• _Prompt_:
Take the entries below and print only the lines from the one with "#[derive(Debug, Copy, Clone, Eq, PartialEq)]" through the one with "String, atom: String", exactly as they stand, both ends included.

[Stored data entries]
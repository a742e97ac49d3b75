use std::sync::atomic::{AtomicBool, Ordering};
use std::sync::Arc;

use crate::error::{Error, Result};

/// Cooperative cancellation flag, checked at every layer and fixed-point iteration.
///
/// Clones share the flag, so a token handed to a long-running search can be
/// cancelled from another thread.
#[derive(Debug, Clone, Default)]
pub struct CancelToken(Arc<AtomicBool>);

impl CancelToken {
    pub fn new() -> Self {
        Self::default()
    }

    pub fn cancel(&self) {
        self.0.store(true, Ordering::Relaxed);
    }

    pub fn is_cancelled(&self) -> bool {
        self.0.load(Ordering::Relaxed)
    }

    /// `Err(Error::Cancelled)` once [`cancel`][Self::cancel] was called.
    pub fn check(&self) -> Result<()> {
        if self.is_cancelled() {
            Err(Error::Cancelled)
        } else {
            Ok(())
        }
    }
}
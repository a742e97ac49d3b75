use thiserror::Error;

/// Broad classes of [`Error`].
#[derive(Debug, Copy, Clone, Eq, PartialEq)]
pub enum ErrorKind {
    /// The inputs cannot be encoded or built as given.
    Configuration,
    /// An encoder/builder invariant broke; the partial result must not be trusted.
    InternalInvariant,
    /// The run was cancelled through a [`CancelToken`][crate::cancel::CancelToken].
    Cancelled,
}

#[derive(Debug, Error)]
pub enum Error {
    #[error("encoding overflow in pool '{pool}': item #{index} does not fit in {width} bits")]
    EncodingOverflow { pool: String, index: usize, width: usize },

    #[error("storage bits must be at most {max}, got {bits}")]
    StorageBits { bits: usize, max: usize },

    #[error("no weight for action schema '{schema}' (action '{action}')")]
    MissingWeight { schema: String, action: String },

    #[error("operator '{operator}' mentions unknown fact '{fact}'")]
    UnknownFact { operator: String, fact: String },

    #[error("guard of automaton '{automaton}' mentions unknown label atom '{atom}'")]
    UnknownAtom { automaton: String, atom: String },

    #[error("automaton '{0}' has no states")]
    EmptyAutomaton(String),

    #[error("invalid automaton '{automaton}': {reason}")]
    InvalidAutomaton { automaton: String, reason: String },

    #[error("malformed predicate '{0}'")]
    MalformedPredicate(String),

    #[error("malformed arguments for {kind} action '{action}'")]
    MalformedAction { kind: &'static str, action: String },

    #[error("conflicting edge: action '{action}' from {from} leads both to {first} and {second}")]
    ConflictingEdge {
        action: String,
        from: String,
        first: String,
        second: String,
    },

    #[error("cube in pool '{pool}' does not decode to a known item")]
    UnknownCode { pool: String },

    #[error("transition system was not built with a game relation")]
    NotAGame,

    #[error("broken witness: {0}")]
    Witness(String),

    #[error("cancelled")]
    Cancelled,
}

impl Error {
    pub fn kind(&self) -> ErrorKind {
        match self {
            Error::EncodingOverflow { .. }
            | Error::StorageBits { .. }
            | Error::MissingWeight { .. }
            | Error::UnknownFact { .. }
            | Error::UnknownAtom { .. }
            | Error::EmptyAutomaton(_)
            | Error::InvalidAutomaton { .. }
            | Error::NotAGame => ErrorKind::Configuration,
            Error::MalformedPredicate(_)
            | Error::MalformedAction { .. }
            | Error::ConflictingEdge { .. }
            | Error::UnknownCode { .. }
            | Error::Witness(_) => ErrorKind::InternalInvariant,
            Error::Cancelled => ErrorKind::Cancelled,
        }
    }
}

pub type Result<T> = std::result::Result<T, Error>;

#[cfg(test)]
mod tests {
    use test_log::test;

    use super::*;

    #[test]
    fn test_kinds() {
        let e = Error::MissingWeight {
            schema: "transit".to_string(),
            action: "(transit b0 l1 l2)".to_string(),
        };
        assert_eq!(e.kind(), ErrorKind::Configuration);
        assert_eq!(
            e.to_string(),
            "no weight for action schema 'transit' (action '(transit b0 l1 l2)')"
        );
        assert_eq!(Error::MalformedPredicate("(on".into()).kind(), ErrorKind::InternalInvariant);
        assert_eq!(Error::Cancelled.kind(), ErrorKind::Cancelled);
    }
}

==

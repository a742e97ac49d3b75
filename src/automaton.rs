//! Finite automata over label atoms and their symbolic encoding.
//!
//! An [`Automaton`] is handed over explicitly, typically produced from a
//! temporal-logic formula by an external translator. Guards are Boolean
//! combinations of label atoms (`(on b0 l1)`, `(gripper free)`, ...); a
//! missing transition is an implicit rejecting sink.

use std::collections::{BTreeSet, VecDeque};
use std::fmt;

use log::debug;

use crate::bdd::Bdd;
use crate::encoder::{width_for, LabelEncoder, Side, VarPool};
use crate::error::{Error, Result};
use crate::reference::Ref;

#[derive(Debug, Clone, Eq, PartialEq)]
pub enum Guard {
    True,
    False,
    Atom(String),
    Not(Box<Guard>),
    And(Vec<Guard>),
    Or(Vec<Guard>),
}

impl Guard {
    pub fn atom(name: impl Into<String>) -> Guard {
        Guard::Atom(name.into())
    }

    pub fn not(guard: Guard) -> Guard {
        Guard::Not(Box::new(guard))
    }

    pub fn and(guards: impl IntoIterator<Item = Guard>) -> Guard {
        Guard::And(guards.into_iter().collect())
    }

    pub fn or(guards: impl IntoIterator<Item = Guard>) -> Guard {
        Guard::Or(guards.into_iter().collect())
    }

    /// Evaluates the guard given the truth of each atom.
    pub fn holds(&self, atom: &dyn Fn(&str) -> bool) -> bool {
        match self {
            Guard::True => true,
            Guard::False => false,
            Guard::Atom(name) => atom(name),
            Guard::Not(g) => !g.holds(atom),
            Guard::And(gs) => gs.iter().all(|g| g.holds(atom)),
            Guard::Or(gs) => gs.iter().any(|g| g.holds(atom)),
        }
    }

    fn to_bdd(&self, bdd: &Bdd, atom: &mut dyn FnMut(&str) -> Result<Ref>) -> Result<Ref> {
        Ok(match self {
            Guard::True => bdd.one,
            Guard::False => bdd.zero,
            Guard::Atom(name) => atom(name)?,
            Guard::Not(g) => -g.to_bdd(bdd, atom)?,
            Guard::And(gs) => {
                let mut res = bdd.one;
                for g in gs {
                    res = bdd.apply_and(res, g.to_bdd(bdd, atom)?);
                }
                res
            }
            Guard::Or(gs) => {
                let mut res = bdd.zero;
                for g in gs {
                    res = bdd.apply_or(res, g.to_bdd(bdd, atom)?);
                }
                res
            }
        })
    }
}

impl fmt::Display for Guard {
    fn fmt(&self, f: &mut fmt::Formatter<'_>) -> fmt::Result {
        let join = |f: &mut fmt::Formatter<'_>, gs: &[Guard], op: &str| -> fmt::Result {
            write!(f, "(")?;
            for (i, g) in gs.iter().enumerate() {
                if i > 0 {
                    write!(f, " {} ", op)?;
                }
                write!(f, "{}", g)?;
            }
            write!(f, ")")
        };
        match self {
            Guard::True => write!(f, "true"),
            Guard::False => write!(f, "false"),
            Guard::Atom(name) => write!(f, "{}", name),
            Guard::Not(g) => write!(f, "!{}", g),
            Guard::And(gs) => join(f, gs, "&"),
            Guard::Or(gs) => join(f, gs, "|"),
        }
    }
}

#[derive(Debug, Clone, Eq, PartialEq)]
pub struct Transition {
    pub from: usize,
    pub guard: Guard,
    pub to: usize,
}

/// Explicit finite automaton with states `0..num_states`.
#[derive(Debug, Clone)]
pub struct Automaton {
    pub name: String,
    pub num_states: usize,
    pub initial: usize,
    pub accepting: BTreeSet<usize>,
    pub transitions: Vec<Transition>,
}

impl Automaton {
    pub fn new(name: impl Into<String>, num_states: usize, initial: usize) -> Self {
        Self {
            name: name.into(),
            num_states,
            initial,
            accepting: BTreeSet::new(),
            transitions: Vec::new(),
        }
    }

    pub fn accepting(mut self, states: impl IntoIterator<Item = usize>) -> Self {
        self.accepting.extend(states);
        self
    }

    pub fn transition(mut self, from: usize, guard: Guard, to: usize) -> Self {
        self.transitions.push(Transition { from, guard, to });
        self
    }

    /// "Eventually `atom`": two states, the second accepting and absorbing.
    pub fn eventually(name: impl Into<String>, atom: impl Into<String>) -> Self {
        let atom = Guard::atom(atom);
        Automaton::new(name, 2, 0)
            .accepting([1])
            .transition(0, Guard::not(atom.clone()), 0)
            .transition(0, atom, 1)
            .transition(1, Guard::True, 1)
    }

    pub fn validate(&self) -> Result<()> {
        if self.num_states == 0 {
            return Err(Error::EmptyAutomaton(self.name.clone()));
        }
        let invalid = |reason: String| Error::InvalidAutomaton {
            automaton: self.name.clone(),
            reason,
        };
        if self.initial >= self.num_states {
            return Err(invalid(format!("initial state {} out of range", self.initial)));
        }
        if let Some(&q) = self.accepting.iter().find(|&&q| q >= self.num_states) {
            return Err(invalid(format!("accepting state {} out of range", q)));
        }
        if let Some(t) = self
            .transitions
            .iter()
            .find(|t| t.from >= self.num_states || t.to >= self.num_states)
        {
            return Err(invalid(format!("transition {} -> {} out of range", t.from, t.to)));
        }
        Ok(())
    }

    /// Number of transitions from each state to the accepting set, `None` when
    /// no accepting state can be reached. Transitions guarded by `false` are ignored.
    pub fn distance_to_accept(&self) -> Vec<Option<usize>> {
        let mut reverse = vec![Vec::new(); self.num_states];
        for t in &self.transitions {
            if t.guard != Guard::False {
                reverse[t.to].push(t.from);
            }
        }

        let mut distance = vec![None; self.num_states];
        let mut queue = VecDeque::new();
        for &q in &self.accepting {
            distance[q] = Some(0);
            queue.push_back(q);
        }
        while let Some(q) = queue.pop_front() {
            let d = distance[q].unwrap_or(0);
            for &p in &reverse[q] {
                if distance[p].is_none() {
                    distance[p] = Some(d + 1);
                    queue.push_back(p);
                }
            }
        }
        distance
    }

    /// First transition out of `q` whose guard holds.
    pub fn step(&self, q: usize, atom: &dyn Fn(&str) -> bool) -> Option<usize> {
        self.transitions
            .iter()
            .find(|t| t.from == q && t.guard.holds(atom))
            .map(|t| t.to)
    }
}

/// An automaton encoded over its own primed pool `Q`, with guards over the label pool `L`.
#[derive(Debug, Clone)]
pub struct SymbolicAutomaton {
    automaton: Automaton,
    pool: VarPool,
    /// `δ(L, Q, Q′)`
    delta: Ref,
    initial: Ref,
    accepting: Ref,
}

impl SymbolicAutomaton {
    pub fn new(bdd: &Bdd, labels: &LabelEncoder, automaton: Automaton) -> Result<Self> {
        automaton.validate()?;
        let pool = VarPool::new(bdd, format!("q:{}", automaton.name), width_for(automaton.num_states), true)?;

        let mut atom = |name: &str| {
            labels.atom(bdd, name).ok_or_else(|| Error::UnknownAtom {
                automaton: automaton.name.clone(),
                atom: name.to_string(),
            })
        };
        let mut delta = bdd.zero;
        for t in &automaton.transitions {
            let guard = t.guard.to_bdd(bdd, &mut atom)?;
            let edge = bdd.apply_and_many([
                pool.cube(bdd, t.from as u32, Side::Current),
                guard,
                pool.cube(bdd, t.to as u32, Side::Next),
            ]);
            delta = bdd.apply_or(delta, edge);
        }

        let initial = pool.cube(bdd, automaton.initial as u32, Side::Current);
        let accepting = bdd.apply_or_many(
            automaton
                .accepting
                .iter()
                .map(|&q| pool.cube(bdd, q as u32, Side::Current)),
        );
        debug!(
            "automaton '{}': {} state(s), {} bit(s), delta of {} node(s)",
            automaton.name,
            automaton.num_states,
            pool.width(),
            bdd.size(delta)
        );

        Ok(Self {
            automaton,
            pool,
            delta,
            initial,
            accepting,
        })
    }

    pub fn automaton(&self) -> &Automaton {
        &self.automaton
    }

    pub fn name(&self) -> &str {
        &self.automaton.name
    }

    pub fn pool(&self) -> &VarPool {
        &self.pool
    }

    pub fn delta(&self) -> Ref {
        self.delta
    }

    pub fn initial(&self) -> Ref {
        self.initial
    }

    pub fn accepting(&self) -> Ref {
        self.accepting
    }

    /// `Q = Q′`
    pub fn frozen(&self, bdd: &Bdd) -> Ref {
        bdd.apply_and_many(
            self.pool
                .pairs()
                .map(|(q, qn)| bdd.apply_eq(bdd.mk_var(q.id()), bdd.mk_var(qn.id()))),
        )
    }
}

• _Result of the exercise_:
#[derive(Debug, Copy, Clone, Eq, PartialEq)]
pub enum ErrorKind {
    /// The inputs cannot be encoded or built as given.
    Configuration,
    /// An encoder/builder invariant broke; the partial result must not be trusted.
    InternalInvariant,
    /// The run was cancelled through a [`CancelToken`][crate::cancel::CancelToken].
    Cancelled,
}

#[derive(Debug, Error)]
pub enum Error {
    #[error("encoding overflow in pool '{pool}': item #{index} does not fit in {width} bits")]
    EncodingOverflow { pool: String, index: usize, width: usize },

    #[error("storage bits must be at most {max}, got {bits}")]
    StorageBits { bits: usize, max: usize },

    #[error("no weight for action schema '{schema}' (action '{action}')")]
    MissingWeight { schema: String, action: String },

    #[error("operator '{operator}' mentions unknown fact '{fact}'")]
    UnknownFact { operator: String, fact: String },

    #[error("guard of automaton '{automaton}' mentions unknown label atom '{atom}'")]
    UnknownAtom { automaton: String, atom: String },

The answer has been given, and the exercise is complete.